- Birth name: Joe Morris
- Also known as: "One Take Joe"
- Born: March 7, 1960 (age 65) Wilkes-Barre, Pennsylvania, US
- Genres: Jazz, Rock, Funk, Fusion, Pop
- Occupation: Musician
- Instrument(s): drums, percussion
- Years active: 1978 – Present
- Website: Official website

= Joe Morris (drummer) =

American musician

Joe Morris (born March 7, 1960) is an American drummer based in Phoenix.

He has released 5 solo CD's. One of which, Joe Morris and Friends, was released in GTS 5.1 Surround Sound, thereby making Joe the first drummer to put out a solo CD in this format. Additionally, this CD was used by Genelec for demo purposes at trade shows all over the United States and Europe.

Morris is a member of the Esteban Band. Joe has recorded over 17 Esteban CD's and produced the Esteban Live CD that went number 2 on Billboard. Additionally, he is on the Intimate Evening with Esteban video, The Esteban Live at Red Rocks DVD and the Esteban and Friends DVD which hit number 1 on the Billboard charts.
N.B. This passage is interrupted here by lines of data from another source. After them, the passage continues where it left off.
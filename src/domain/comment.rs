use serde::Deserialize;

pub const PLACEHOLDER_COMMENT_ID: &str = "123456";
pub const PLACEHOLDER_TIMESTAMP: &str = "2022-10-02T08:12:17.961+0200";

#[derive(Debug, Clone, PartialEq, Eq, Deserialize)]
pub struct CommentAuthor {
    pub name: String,
    #[serde(rename = "displayName", default)]
    pub display_name: Option<String>,
}

#[derive(Debug, Clone, PartialEq, Eq, Deserialize)]
pub struct Comment {
    pub id: String,
    #[serde(default)]
    pub body: String,
    pub created: String,
    pub updated: String,
    #[serde(default)]
    pub author: Option<CommentAuthor>,
    #[serde(rename = "updateAuthor", default)]
    pub update_author: Option<CommentAuthor>,
}

impl Comment {
    /// Stand-in returned when dry-run mode suppresses or cannot find a comment.
    pub fn placeholder(body: impl Into<String>) -> Self {
        Self {
            id: PLACEHOLDER_COMMENT_ID.to_string(),
            body: body.into(),
            created: PLACEHOLDER_TIMESTAMP.to_string(),
            updated: PLACEHOLDER_TIMESTAMP.to_string(),
            author: None,
            update_author: None,
        }
    }
}
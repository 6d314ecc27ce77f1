//! Hand-written maximal-munch lexer with automatic semicolon insertion.
//!
//! The lexer pulls decoded characters from a [`CharDecoder`] and produces one [`Token`] per
//! [`Lexer::next_token`] call. Every consumed character, including skipped whitespace, lands in
//! exactly one token's `raw_text`, so concatenating the raw text of a token stream reproduces the
//! input.

use std::io::BufRead;
use std::sync::Arc;

use num_bigint::BigInt;
use num_rational::BigRational;
use tracing::trace;

use crate::decoder::CharDecoder;
use crate::error::{Error, LexError, LexErrorKind, Result};
use crate::position::{Position, Span};
use crate::token::{LiteralValue, Token, TokenKind};

// Larger decimal exponents are rejected so literal construction stays bounded.
const MAX_DECIMAL_EXPONENT: i64 = 100_000;

// =============================================================================
// Character classes
// =============================================================================

#[inline(always)]
fn is_ident_start(c: char) -> bool {
    c == '_' || unicode_ident::is_xid_start(c)
}

#[inline(always)]
fn is_ident_continue(c: char) -> bool {
    c == '_' || unicode_ident::is_xid_continue(c)
}

#[inline(always)]
const fn is_horizontal_space(c: char) -> bool {
    matches!(c, ' ' | '\t' | '\r')
}

// `_` must sit between two digits, or right after a base prefix.
fn separators_well_placed(lit: &str, radix: u32) -> bool {
    let bytes = lit.as_bytes();
    let is_digit = |b: u8| (b as char).is_digit(radix.max(10));
    bytes.iter().enumerate().all(|(i, &b)| {
        if b != b'_' {
            return true;
        }
        let prev_ok = i > 0
            && (is_digit(bytes[i - 1])
                || (i == 2 && matches!(bytes[1], b'x' | b'X' | b'b' | b'B' | b'o' | b'O')));
        let next_ok = bytes.get(i + 1).is_some_and(|&n| is_digit(n));
        prev_ok && next_ok
    })
}
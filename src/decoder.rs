//! Pull-based UTF-8 decoder over a byte source.
//!
//! Holds exactly one decoded character of lookahead. End of input is `None`.

use std::io::{self, BufRead};
use std::sync::Arc;

use crate::error::{LexError, LexErrorKind};
use crate::position::Position;

// 0 = invalid lead, 1..4 = sequence length (overlong two-byte leads rejected)
const UTF8_LEN: [u8; 256] = {
    let mut t = [0u8; 256];
    let mut i = 0usize;
    while i < 256 {
        let b = i as u8;
        t[i] = if b < 0x80 {
            1
        } else if b >= 0xC2 && b <= 0xDF {
            2
        } else if b >= 0xE0 && b <= 0xEF {
            3
        } else if b >= 0xF0 && b <= 0xF4 {
            4
        } else {
            0
        };
        i += 1;
    }
    t
};

const UTF8_FIRST_MASK: [u8; 5] = [0, 0x7F, 0x1F, 0x0F, 0x07];

// Bounds on the second byte: rejects overlong forms, surrogates and values above U+10FFFF.
const UTF8_B1_MIN: [u8; 256] = {
    let mut t = [0x80u8; 256];
    t[0xE0] = 0xA0;
    t[0xF0] = 0x90;
    t
};

const UTF8_B1_MAX: [u8; 256] = {
    let mut t = [0xBFu8; 256];
    t[0xED] = 0x9F;
    t[0xF4] = 0x8F;
    t
};

#[inline(always)]
const fn is_utf8_cont(b: u8) -> bool {
    (b & 0xC0) == 0x80
}

pub struct CharDecoder<R> {
    src: R,
    ch: Option<char>,
    width: usize,
    pos: Position,
    offset: usize,
}

impl<R: BufRead> CharDecoder<R> {
    /// Decodes the first character of `src` eagerly.
    pub fn new(src: R, filename: impl Into<Arc<str>>) -> Result<Self, LexError> {
        let mut dec = Self {
            src,
            ch: None,
            width: 0,
            pos: Position::start(filename),
            offset: 0,
        };
        let (ch, width) = dec.decode()?;
        dec.ch = ch;
        dec.width = width;
        Ok(dec)
    }

    /// The current, not yet consumed, character.
    #[inline]
    pub fn current(&self) -> Option<char> {
        self.ch
    }

    /// Position of the current character.
    #[inline]
    pub fn position(&self) -> &Position {
        &self.pos
    }

    /// Byte offset of the current character.
    #[inline]
    pub fn offset(&self) -> usize {
        self.offset
    }

    /// Consumes the current character and decodes the next one.
    ///
    /// Returns the consumed character, or `None` at end of input (where it is a no-op).
    pub fn bump(&mut self) -> Result<Option<char>, LexError> {
        let Some(consumed) = self.ch else {
            return Ok(None);
        };
        // A leading byte order mark takes no column.
        if !(consumed == '\u{feff}' && self.offset == 0) {
            self.pos.advance(consumed);
        }
        self.offset += self.width;

        let (ch, width) = self.decode()?;
        self.ch = ch;
        self.width = width;
        Ok(Some(consumed))
    }

    fn error(&self, kind: LexErrorKind) -> LexError {
        LexError::new(kind, self.pos.clone())
    }

    fn next_byte(&mut self) -> Result<Option<u8>, LexError> {
        loop {
            let buf = match self.src.fill_buf() {
                Ok(buf) => buf,
                Err(e) if e.kind() == io::ErrorKind::Interrupted => continue,
                Err(e) => {
                    return Err(LexError::new(
                        LexErrorKind::Read(e.to_string()),
                        self.pos.clone(),
                    ))
                }
            };
            let Some(&b) = buf.first() else {
                return Ok(None);
            };
            self.src.consume(1);
            return Ok(Some(b));
        }
    }

    fn decode(&mut self) -> Result<(Option<char>, usize), LexError> {
        let Some(first) = self.next_byte()? else {
            return Ok((None, 0));
        };

        let len = UTF8_LEN[first as usize] as usize;
        match len {
            0 => return Err(self.error(LexErrorKind::InvalidUtf8)),
            1 if first == 0 => return Err(self.error(LexErrorKind::NulCharacter)),
            1 => return Ok((Some(first as char), 1)),
            _ => {}
        }

        let mut cp = (first & UTF8_FIRST_MASK[len]) as u32;
        for i in 1..len {
            let Some(b) = self.next_byte()? else {
                return Err(self.error(LexErrorKind::InvalidUtf8));
            };
            let in_range = i > 1
                || (UTF8_B1_MIN[first as usize]..=UTF8_B1_MAX[first as usize]).contains(&b);
            if !is_utf8_cont(b) || !in_range {
                return Err(self.error(LexErrorKind::InvalidUtf8));
            }
            cp = (cp << 6) | (b & 0x3F) as u32;
        }

        match char::from_u32(cp) {
            Some(c) => Ok((Some(c), len)),
            None => Err(self.error(LexErrorKind::InvalidUtf8)),
        }
    }
}
impl fmt::Display for FuncOrMethodDecl {
    fn fmt(&self, f: &mut fmt::Formatter<'_>) -> fmt::Result {
        f.write_str("func ")?;
        if let Some(receiver) = &self.receiver {
            write!(f, "{receiver} ")?;
        }
        write!(f, "{}{}", self.name, self.signature)?;
        if let Some(body) = &self.body {
            write!(f, " {body}")?;
        }
        Ok(())
    }
}

impl fmt::Display for Decl {
    fn fmt(&self, f: &mut fmt::Formatter<'_>) -> fmt::Result {
        match self {
            Decl::FuncOrMethod(func) => write!(f, "{func}"),
        }
    }
}

impl fmt::Display for Import {
    fn fmt(&self, f: &mut fmt::Formatter<'_>) -> fmt::Result {
        f.write_str("import ")?;
        match &self.name {
            Some(ImportName::Dot(_)) => f.write_str(". ")?,
            Some(ImportName::Blank(_)) => f.write_str("_ ")?,
            Some(ImportName::Named(id)) => write!(f, "{id} ")?,
            None => {}
        }
        f.write_str(&self.path.raw)
    }
}

impl fmt::Display for File {
    fn fmt(&self, f: &mut fmt::Formatter<'_>) -> fmt::Result {
        writeln!(f, "package {}", self.package)?;
        if !self.imports.is_empty() {
            writeln!(f)?;
            for import in &self.imports {
                writeln!(f, "{import}")?;
            }
        }
        for decl in &self.decls {
            writeln!(f)?;
            writeln!(f, "{decl}")?;
        }
        Ok(())
    }
}
// fuzz_targets/parser.rs
#![no_main]

use gofront::{parse_reader, ParseOptions};
use libfuzzer_sys::fuzz_target;

fuzz_target!(|data: &[u8]| {
    let opts = ParseOptions::default().with_max_nesting_depth(64);
    if let Ok(file) = parse_reader(data, "fuzz.go", opts) {
        // Printed output must parse again.
        let printed = file.to_string();
        if let Err(e) = parse_reader(printed.as_bytes(), "printed.go", opts) {
            panic!("reparse of printed file failed: {e}\n{printed}");
        }
    }
});
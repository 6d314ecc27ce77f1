use proc_macro::TokenStream;
use quote::{format_ident, quote, quote_spanned};
use syn::{parse_macro_input, spanned::Spanned, Data, DeriveInput, Field, Fields, Index};

/// Generates `impl crate::walk::WalkChildren` visiting every field in declaration order.
///
/// Fields marked `#[walk(skip)]` are not visited.
#[proc_macro_derive(WalkAst, attributes(walk))]
pub fn derive_walk_ast(input: TokenStream) -> TokenStream {
    let input = parse_macro_input!(input as DeriveInput);
    let name = &input.ident;
    let span = input.span();

    let walk_body = match generate_walk_body(&input.data) {
        Ok(body) => body,
        Err(err) => return err.into_compile_error().into(),
    };

    let expanded = quote_spanned! {span =>
        impl<'ast> crate::walk::WalkChildren<'ast> for #name {
            #[inline]
            #[allow(unused_variables)]
            fn walk_children<V: crate::walk::Visitor<'ast> + ?Sized>(&'ast self, v: &mut V) {
                #walk_body
            }
        }
    };

    expanded.into()
}

fn is_skipped(field: &Field) -> syn::Result<bool> {
    let mut skip = false;
    for attr in &field.attrs {
        if !attr.path().is_ident("walk") {
            continue;
        }
        attr.parse_nested_meta(|meta| {
            if meta.path.is_ident("skip") {
                skip = true;
                Ok(())
            } else {
                Err(meta.error("expected `skip`"))
            }
        })?;
    }
    Ok(skip)
}

fn generate_walk_body(data: &Data) -> syn::Result<proc_macro2::TokenStream> {
    match data {
        Data::Struct(data_struct) => generate_fields_walk(&data_struct.fields),
        Data::Enum(data_enum) => {
            let arms = data_enum
                .variants
                .iter()
                .map(|variant| generate_variant_arm(&variant.ident, &variant.fields))
                .collect::<syn::Result<Vec<_>>>()?;

            Ok(quote! {
                match self {
                    #(#arms)*
                }
            })
        }
        Data::Union(u) => Err(syn::Error::new_spanned(
            u.union_token,
            "WalkAst cannot be derived for unions",
        )),
    }
}

fn generate_fields_walk(fields: &Fields) -> syn::Result<proc_macro2::TokenStream> {
    let mut walk_calls = Vec::new();
    for (i, field) in fields.iter().enumerate() {
        if is_skipped(field)? {
            continue;
        }
        let field_access = match &field.ident {
            Some(ident) => quote! { &self.#ident },
            None => {
                let index = Index::from(i);
                quote! { &self.#index }
            }
        };
        walk_calls.push(quote! { crate::walk::Walk::walk(#field_access, v); });
    }

    Ok(quote! { #(#walk_calls)* })
}

fn generate_variant_arm(
    variant_name: &syn::Ident,
    fields: &Fields,
) -> syn::Result<proc_macro2::TokenStream> {
    match fields {
        Fields::Unit => Ok(quote! { Self::#variant_name => {} }),
        Fields::Named(fields_named) => {
            let mut bindings = Vec::new();
            for field in &fields_named.named {
                if !is_skipped(field)? {
                    if let Some(ident) = &field.ident {
                        bindings.push(ident.clone());
                    }
                }
            }

            let walk_calls = bindings.iter().map(|name| {
                quote! { crate::walk::Walk::walk(#name, v); }
            });

            Ok(quote! {
                Self::#variant_name { #(#bindings,)* .. } => {
                    #(#walk_calls)*
                }
            })
        }
        Fields::Unnamed(fields_unnamed) => {
            let mut patterns = Vec::new();
            let mut bound = Vec::new();
            for (i, field) in fields_unnamed.unnamed.iter().enumerate() {
                if is_skipped(field)? {
                    patterns.push(quote! { _ });
                } else {
                    let var = format_ident!("f{}", i);
                    patterns.push(quote! { #var });
                    bound.push(var);
                }
            }

            let walk_calls = bound.iter().map(|var| {
                quote! { crate::walk::Walk::walk(#var, v); }
            });

            Ok(quote! {
                Self::#variant_name(#(#patterns),*) => {
                    #(#walk_calls)*
                }
            })
        }
    }
}
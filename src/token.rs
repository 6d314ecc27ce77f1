//! Token kinds, payloads and the token record produced by the lexer.

use std::fmt;

use num_bigint::BigInt;
use num_rational::BigRational;

use crate::position::{Position, Span};

// =============================================================================
// Token kinds
// =============================================================================

/// Closed set of token kinds, laid out in contiguous categories.
///
/// Category membership is a range test on the discriminant; keep each category's variants
/// between its first and last member when editing.
#[repr(u8)]
#[derive(Debug, Clone, Copy, PartialEq, Eq, Hash, PartialOrd, Ord)]
#[rustfmt::skip]
pub enum TokenKind {
    EndOfFile,

    // Comments
    LineComment,
    BlockComment,

    Identifier,

    // Keywords
    BreakKeyword,
    CaseKeyword,
    ChanKeyword,
    ConstKeyword,
    ContinueKeyword,
    DefaultKeyword,
    DeferKeyword,
    ElseKeyword,
    FallthroughKeyword,
    ForKeyword,
    FuncKeyword,
    GoKeyword,
    GotoKeyword,
    IfKeyword,
    ImportKeyword,
    InterfaceKeyword,
    MapKeyword,
    PackageKeyword,
    RangeKeyword,
    ReturnKeyword,
    SelectKeyword,
    StructKeyword,
    SwitchKeyword,
    TypeKeyword,
    VarKeyword,

    // Operators
    AddOp,      // +
    SubOp,      // -
    MulOp,      // *
    DivOp,      // /
    ModOp,      // %
    BitAndOp,   // &
    BitOrOp,    // |
    BitXorOp,   // ^
    ShlOp,      // <<
    ShrOp,      // >>
    BitClearOp, // &^

    // Assignment operators (a sub-range of the operators)
    DefineOp,         // :=
    AssignOp,         // =
    AddAssignOp,      // +=
    SubAssignOp,      // -=
    MulAssignOp,      // *=
    DivAssignOp,      // /=
    ModAssignOp,      // %=
    BitAndAssignOp,   // &=
    BitOrAssignOp,    // |=
    BitXorAssignOp,   // ^=
    ShlAssignOp,      // <<=
    ShrAssignOp,      // >>=
    BitClearAssignOp, // &^=

    LogicNotOp,  // !
    LogicAndOp,  // &&
    LogicOrOp,   // ||
    LtOp,        // <
    GtOp,        // >
    EqOp,        // ==
    NeqOp,       // !=
    LteOp,       // <=
    GteOp,       // >=
    ChanOp,      // <-
    IncrementOp, // ++
    DecrementOp, // --
    EllipsisOp,  // ...
    TildeOp,     // ~

    // Delimiters
    EndOfLine,
    ElidedSemicolon,
    Semicolon,
    LParen,
    LBracket,
    LBrace,
    RParen,
    RBracket,
    RBrace,
    Comma,
    Dot,
    Colon,

    // Literals
    DecimalIntegerLiteral,
    OctalIntegerLiteral,
    HexIntegerLiteral,
    BinaryIntegerLiteral,
    FloatLiteral,
    ImaginaryLiteral,
    RuneLiteral,
    InterpretedStringLiteral,
    RawStringLiteral,
}

const KIND_COUNT: usize = TokenKind::RawStringLiteral as usize + 1;

#[derive(Debug, Clone, Copy, PartialEq, Eq)]
pub enum TokenCategory {
    EndOfFile,
    Comment,
    Identifier,
    Keyword,
    Operator,
    Delimiter,
    Literal,
}

macro_rules! gen_lookup_table {
    (bool, $($variant:ident),* $(,)?) => {{
        let mut table = [false; KIND_COUNT];
        $(table[TokenKind::$variant as usize] = true;)*
        table
    }};
}

// Tokens after which a line feed terminates the statement.
const SEMI_INSERT_TABLE: [bool; KIND_COUNT] = gen_lookup_table!(
    bool,
    Identifier,
    DecimalIntegerLiteral,
    OctalIntegerLiteral,
    HexIntegerLiteral,
    BinaryIntegerLiteral,
    FloatLiteral,
    ImaginaryLiteral,
    RuneLiteral,
    InterpretedStringLiteral,
    RawStringLiteral,
    BreakKeyword,
    ContinueKeyword,
    FallthroughKeyword,
    ReturnKeyword,
    IncrementOp,
    DecrementOp,
    RParen,
    RBracket,
    RBrace,
);

impl TokenKind {
    #[inline(always)]
    const fn within(self, first: TokenKind, last: TokenKind) -> bool {
        (self as u8) >= (first as u8) && (self as u8) <= (last as u8)
    }

    #[inline]
    pub const fn is_comment(self) -> bool {
        self.within(TokenKind::LineComment, TokenKind::BlockComment)
    }

    #[inline]
    pub const fn is_keyword(self) -> bool {
        self.within(TokenKind::BreakKeyword, TokenKind::VarKeyword)
    }

    #[inline]
    pub const fn is_operator(self) -> bool {
        self.within(TokenKind::AddOp, TokenKind::TildeOp)
    }

    #[inline]
    pub const fn is_assign_operator(self) -> bool {
        self.within(TokenKind::DefineOp, TokenKind::BitClearAssignOp)
    }

    #[inline]
    pub const fn is_delimiter(self) -> bool {
        self.within(TokenKind::EndOfLine, TokenKind::Colon)
    }

    #[inline]
    pub const fn is_literal(self) -> bool {
        self.within(TokenKind::DecimalIntegerLiteral, TokenKind::RawStringLiteral)
    }

    #[inline]
    pub const fn is_integer_literal(self) -> bool {
        self.within(TokenKind::DecimalIntegerLiteral, TokenKind::BinaryIntegerLiteral)
    }

    #[inline]
    pub const fn is_string_literal(self) -> bool {
        matches!(
            self,
            TokenKind::InterpretedStringLiteral | TokenKind::RawStringLiteral
        )
    }

    pub const fn category(self) -> TokenCategory {
        if self.is_comment() {
            TokenCategory::Comment
        } else if self.is_keyword() {
            TokenCategory::Keyword
        } else if self.is_operator() {
            TokenCategory::Operator
        } else if self.is_delimiter() {
            TokenCategory::Delimiter
        } else if self.is_literal() {
            TokenCategory::Literal
        } else if matches!(self, TokenKind::Identifier) {
            TokenCategory::Identifier
        } else {
            TokenCategory::EndOfFile
        }
    }

    /// Whether a line feed right after this token becomes an elided semicolon.
    #[inline(always)]
    pub const fn elides_semicolon(self) -> bool {
        SEMI_INSERT_TABLE[self as usize]
    }

    pub fn keyword(ident: &str) -> Option<TokenKind> {
        let kind = match ident {
            "break" => TokenKind::BreakKeyword,
            "case" => TokenKind::CaseKeyword,
            "chan" => TokenKind::ChanKeyword,
            "const" => TokenKind::ConstKeyword,
            "continue" => TokenKind::ContinueKeyword,
            "default" => TokenKind::DefaultKeyword,
            "defer" => TokenKind::DeferKeyword,
            "else" => TokenKind::ElseKeyword,
            "fallthrough" => TokenKind::FallthroughKeyword,
            "for" => TokenKind::ForKeyword,
            "func" => TokenKind::FuncKeyword,
            "go" => TokenKind::GoKeyword,
            "goto" => TokenKind::GotoKeyword,
            "if" => TokenKind::IfKeyword,
            "import" => TokenKind::ImportKeyword,
            "interface" => TokenKind::InterfaceKeyword,
            "map" => TokenKind::MapKeyword,
            "package" => TokenKind::PackageKeyword,
            "range" => TokenKind::RangeKeyword,
            "return" => TokenKind::ReturnKeyword,
            "select" => TokenKind::SelectKeyword,
            "struct" => TokenKind::StructKeyword,
            "switch" => TokenKind::SwitchKeyword,
            "type" => TokenKind::TypeKeyword,
            "var" => TokenKind::VarKeyword,
            _ => return None,
        };
        Some(kind)
    }

    #[rustfmt::skip]
    pub const fn as_str(self) -> &'static str {
        use TokenKind::*;
        match self {
            EndOfFile => "EOF",
            LineComment => "// ...",
            BlockComment => "/* ... */",
            Identifier => "identifier",
            BreakKeyword => "break", CaseKeyword => "case", ChanKeyword => "chan",
            ConstKeyword => "const", ContinueKeyword => "continue", DefaultKeyword => "default",
            DeferKeyword => "defer", ElseKeyword => "else", FallthroughKeyword => "fallthrough",
            ForKeyword => "for", FuncKeyword => "func", GoKeyword => "go", GotoKeyword => "goto",
            IfKeyword => "if", ImportKeyword => "import", InterfaceKeyword => "interface",
            MapKeyword => "map", PackageKeyword => "package", RangeKeyword => "range",
            ReturnKeyword => "return", SelectKeyword => "select", StructKeyword => "struct",
            SwitchKeyword => "switch", TypeKeyword => "type", VarKeyword => "var",
            AddOp => "+", SubOp => "-", MulOp => "*", DivOp => "/", ModOp => "%",
            BitAndOp => "&", BitOrOp => "|", BitXorOp => "^", ShlOp => "<<", ShrOp => ">>",
            BitClearOp => "&^",
            DefineOp => ":=", AssignOp => "=", AddAssignOp => "+=", SubAssignOp => "-=",
            MulAssignOp => "*=", DivAssignOp => "/=", ModAssignOp => "%=", BitAndAssignOp => "&=",
            BitOrAssignOp => "|=", BitXorAssignOp => "^=", ShlAssignOp => "<<=",
            ShrAssignOp => ">>=", BitClearAssignOp => "&^=",
            LogicNotOp => "!", LogicAndOp => "&&", LogicOrOp => "||", LtOp => "<", GtOp => ">",
            EqOp => "==", NeqOp => "!=", LteOp => "<=", GteOp => ">=", ChanOp => "<-",
            IncrementOp => "++", DecrementOp => "--", EllipsisOp => "...", TildeOp => "~",
            EndOfLine => "\\n", ElidedSemicolon => "[;]", Semicolon => ";",
            LParen => "(", LBracket => "[", LBrace => "{", RParen => ")", RBracket => "]",
            RBrace => "}", Comma => ",", Dot => ".", Colon => ":",
            DecimalIntegerLiteral => "DecimalIntegerLiteral",
            OctalIntegerLiteral => "OctalIntegerLiteral",
            HexIntegerLiteral => "HexIntegerLiteral",
            BinaryIntegerLiteral => "BinaryIntegerLiteral",
            FloatLiteral => "FloatLiteral",
            ImaginaryLiteral => "ImaginaryLiteral",
            RuneLiteral => "RuneLiteral",
            InterpretedStringLiteral => "InterpretedStringLiteral",
            RawStringLiteral => "RawStringLiteral",
        }
    }
}

impl fmt::Display for TokenKind {
    fn fmt(&self, f: &mut fmt::Formatter<'_>) -> fmt::Result {
        f.write_str(self.as_str())
    }
}

// =============================================================================
// Payloads
// =============================================================================

/// Decoded value attached to literal and identifier tokens.
#[derive(Debug, Clone, PartialEq, Eq)]
pub enum LiteralValue {
    Int(BigInt),
    Float(BigRational),
    /// Imaginary part of an imaginary literal.
    Imaginary(BigRational),
    Rune(char),
    /// Identifier text, raw string contents, or decoded interpreted string.
    Str(String),
}

impl LiteralValue {
    pub fn as_int(&self) -> Option<&BigInt> {
        match self {
            LiteralValue::Int(v) => Some(v),
            _ => None,
        }
    }

    pub fn as_rational(&self) -> Option<&BigRational> {
        match self {
            LiteralValue::Float(v) | LiteralValue::Imaginary(v) => Some(v),
            _ => None,
        }
    }

    pub fn as_char(&self) -> Option<char> {
        match self {
            LiteralValue::Rune(c) => Some(*c),
            _ => None,
        }
    }

    pub fn as_str(&self) -> Option<&str> {
        match self {
            LiteralValue::Str(s) => Some(s),
            _ => None,
        }
    }
}

// =============================================================================
// Token
// =============================================================================

#[derive(Debug, Clone, PartialEq, Eq)]
pub struct Token {
    /// Where the token's significant text begins.
    pub pos: Position,
    pub kind: TokenKind,
    /// Byte range of the significant text.
    pub span: Span,
    /// Every byte consumed while producing this token, including the horizontal whitespace
    /// skipped in front of it. Concatenating `raw_text` over a token stream yields the input.
    pub raw_text: String,
    pub payload: Option<LiteralValue>,
    trivia: u32,
}

impl Token {
    pub(crate) fn new(
        pos: Position,
        kind: TokenKind,
        span: Span,
        raw_text: String,
        trivia: usize,
        payload: Option<LiteralValue>,
    ) -> Self {
        Self {
            pos,
            kind,
            span,
            raw_text,
            payload,
            trivia: u32::try_from(trivia).unwrap_or(u32::MAX),
        }
    }

    /// Same token, re-kinded. The parser uses this to turn elided semicolons and closers into
    /// plain semicolons.
    pub(crate) fn with_kind(&self, kind: TokenKind) -> Self {
        Self {
            kind,
            ..self.clone()
        }
    }

    /// The token's own text, without leading whitespace.
    #[inline]
    pub fn text(&self) -> &str {
        self.raw_text.get(self.trivia as usize..).unwrap_or("")
    }

    /// Position just past the token, assuming it does not span lines.
    pub fn end(&self) -> Position {
        self.pos.moved(self.text().chars().count())
    }

    #[inline]
    pub fn is(&self, kind: TokenKind) -> bool {
        self.kind == kind
    }

    #[inline]
    pub fn is_comment(&self) -> bool {
        self.kind.is_comment()
    }
}

impl fmt::Display for Token {
    fn fmt(&self, f: &mut fmt::Formatter<'_>) -> fmt::Result {
        write!(f, "{} {} {:?}", self.pos, self.kind, self.text())
    }
}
Joe is also a clinician for major drum manufacturers, and the music director at the Conservatory of Recording Arts and Sciences. He has performed in clinics all over the world. Joe Morris was chosen by The Fender Music Corporation to be the drummer on the Fender Stage at the 2002 Namm Show. Joe played with tons of different artists including: Greg Koch, Ray Riendeau, Gary Hoey, Kim Stone and Reggie Hamilton. He was also included in the Fender Clinic Tour featuring guitarist Greg Koch and bassist Ray Riendeau. When the clinic tour ended the band was invited to Steve Vai's Studio to record a CD. "Radio Free Gristle" is out on Favored Nations Records which is Steve Vai's label. Joe was featured on a track on the "Lords of the Bass" CD along with Dave Weckl and had the pleasure of playing Bass Day in New York with Ray Riendeau, Victor Wooten, Christian McBride, Matthew Garrison and T.M. Stevens.

Joe's touring and recording work includes movies, shows and artists like Jay Davidson, Whitney Houston, Rascal Flats, Steve Vai, Reggie Hamilton, Chuck Rainey, Bobby Vega, Robert Scovill, Donny Osmond, Greg Koch, Jesse McGuire, Kim Stone, Gary Hoey, Paul Cotton, Rusty Young, Poco, Esteban, Ramsey Lewis, Barely Legal, Lewis Story, The X-Files, Chill Factor, A Thousand Acres, Touched by an Angel, Chicago Hope, Millennium, Dallas, General Hospital, Another World, John Grisham's The Client, Fame L.A. and many more.